Et c'est en cela que Breaking Bad est géniale, car elle fait d'un homme lambda (du moins est-il extrêmement intelligent), presque médiocre, et terriblement ordinaire, tel que chacun d'entre nous pourrait l'être, un monstre d'amoralité. Il est fascinant d'observer ce père de famille attentionné, maladroit, se transformer, petit à petit, en calculateur éhonté, manipulateur invétéré, puis tueur de sang froid dans ses derniers retranchements. Puis remonter le temps et le retrouver dans son slip blanc au beau milieu du désert, à côté d'une caravane miteuse, bafouillant quelques excuses malhabiles aux flics à ses trousses.


C'est cette sorte de récit de formation inversé qui passionne, voir comment Vince Gilligan va parvenir à (dé)construire son personnage, à faire de sa métamorphose le grand intérêt de sa série, observant avec minutie son changement comportemental et distillant çà et là des détails qui traduisent une nature foncièrement tourmentée qui va finalement embrasser la banalité du mal telle qu'en parle Hannah Ardendt, celle qui germe en chaque Homme.


Un mal qui se révèle d'autant plus saisissant qu'il est souvent amené par rétrospection, avec une utilisation de l'unité temporelle cyclique, marquée de retours en arrière nombreux et cruciaux pour le développement des personnages mais aussi pour l'impact sur les spectateurs, qui se voient doublement trompés (l'épisode de la ricine) : Walt devient ainsi inaccessible, une figure que l'audience même ne peut plus capter, qui a dépassé les limites.

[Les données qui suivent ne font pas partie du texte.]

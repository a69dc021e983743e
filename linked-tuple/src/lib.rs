/*!
Heterogeneous, singly-linked tuples which can be size-locked, deep-cloned, and registered as
named prototypes.

A [`Tuple`] holds a chain of [`Value`]s of possibly different types: booleans, characters,
integers, floats, text, type descriptors, or any other type wrapped in an [`Object`]. Tuples can
grow and shrink with [`ap`](Tuple::ap), [`add`](Tuple::add) and [`remove`](Tuple::remove) until they
are *size-locked*, after which their payloads can still be [`replace`](Tuple::replace)d by values
of the same type, but no elements can be added or removed.

```
use linked_tuple::prelude::*;

let mut tuple = Tuple::new("a")?;
let _ = tuple.ap(3)?.ap(true)?.ap(4.5)?;
assert_eq!(tuple.to_string(), "(a, 3, true, 4.5)");
# Ok::<_, Error>(())
```

## Deep cloning

[`Tuple::deep_clone`] produces a copy sharing no state with the original. Every payload is
duplicated by the [`Capability`] its type declared when it was wrapped:

- plain values, and objects made with [`Object::plain`], are copied;
- objects made with [`Object::cloneable`] are cloned;
- objects made with [`Object::duplicable`] are serialized and deserialized by a
  [`format`](crate::format) (requires the `serde` feature, on by default);
- objects made with [`Object::opaque`] cannot be duplicated, unless a [`Duplicator`] passed to
  [`Tuple::deep_clone_with`] has a fallback for their type.

## Named shapes

A tuple locked with [`Tuple::lock_size_as`] carries a type name, under which it can be registered
in a [`Registry`]. Each [`lookup`](Registry::lookup) returns a fresh deep clone of the registered
prototype:

```
use linked_tuple::prelude::*;

let registry = Registry::new();
let mut point = Tuple::from_values(vec![0, 0, 0, 0])?;
let _ = point.lock_size_as("point4d");
assert!(registry.register(point));

let mut copy = registry.lookup("point4d").unwrap();
assert!(matches!(copy.ap(1), Err(Error::LockedSize)));
# Ok::<_, Error>(())
```

A process-wide registry is available from [`registry::global`].

## Features

- `serde` (default): duplication of objects by a serialization round trip.
- `json` (default): the [`Json`](format::Json) format, via `serde_json`.
- `bincode`: the [`Bincode`](format::Bincode) format, via `bincode`.
*/

#![allow(clippy::type_complexity)]
#![warn(missing_docs)]
#![warn(missing_copy_implementations, missing_debug_implementations)]
#![warn(unused_qualifications, unused_results)]
#![warn(future_incompatible)]
#![warn(unused)]
// Documentation configuration
#![warn(rustdoc::broken_intra_doc_links)]
#![cfg_attr(docsrs, feature(doc_cfg))]

#[macro_use]
extern crate derivative;

#[cfg(feature = "serde")]
#[cfg_attr(docsrs, doc(cfg(feature = "serde")))]
pub mod format;
pub mod registry;

mod cursor;
mod duplicate;
mod error;
mod object;
mod tuple;
mod tuple_macro;
mod value;

pub use cursor::{CursorMut, Iter};
pub use duplicate::{Capability, Duplicator};
pub use error::{BoxError, Error};
pub use object::{Element, Object};
pub use registry::Registry;
pub use tuple::Tuple;
pub use value::{TypeTag, Value};

/// The prelude module for quickly getting started with linked tuples.
///
/// This module is designed to be imported as `use linked_tuple::prelude::*;`.
pub mod prelude {
    #[doc(no_inline)]
    pub use crate::{Capability, Duplicator, Error, Object, Registry, Tuple, TypeTag, Value};
}

#[cfg(test)]
mod tests {
    use super::*;
    use static_assertions::assert_impl_all;

    assert_impl_all!(Tuple: Send, Sync);
    assert_impl_all!(Value: Send, Sync);
    assert_impl_all!(Object: Send, Sync);
    assert_impl_all!(Error: Send, Sync, std::error::Error);
}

Rares sont les séries qui auront su faire preuve d'autant de pertinence dans l'écriture, suggérant plutôt que d'expliciter les comportements de ses personnages, au travers d'un focus, d'un élément qui va occulter tous les autres à l'écran, devenant la clé de voûte, le point de bascule ; la mise en forme est à ce titre d'une grande beauté esthétique et stylistique, cohérente, utilisant l'essence même de son art à son paroxysme, où quand il suffit d'un plan pour tout dire.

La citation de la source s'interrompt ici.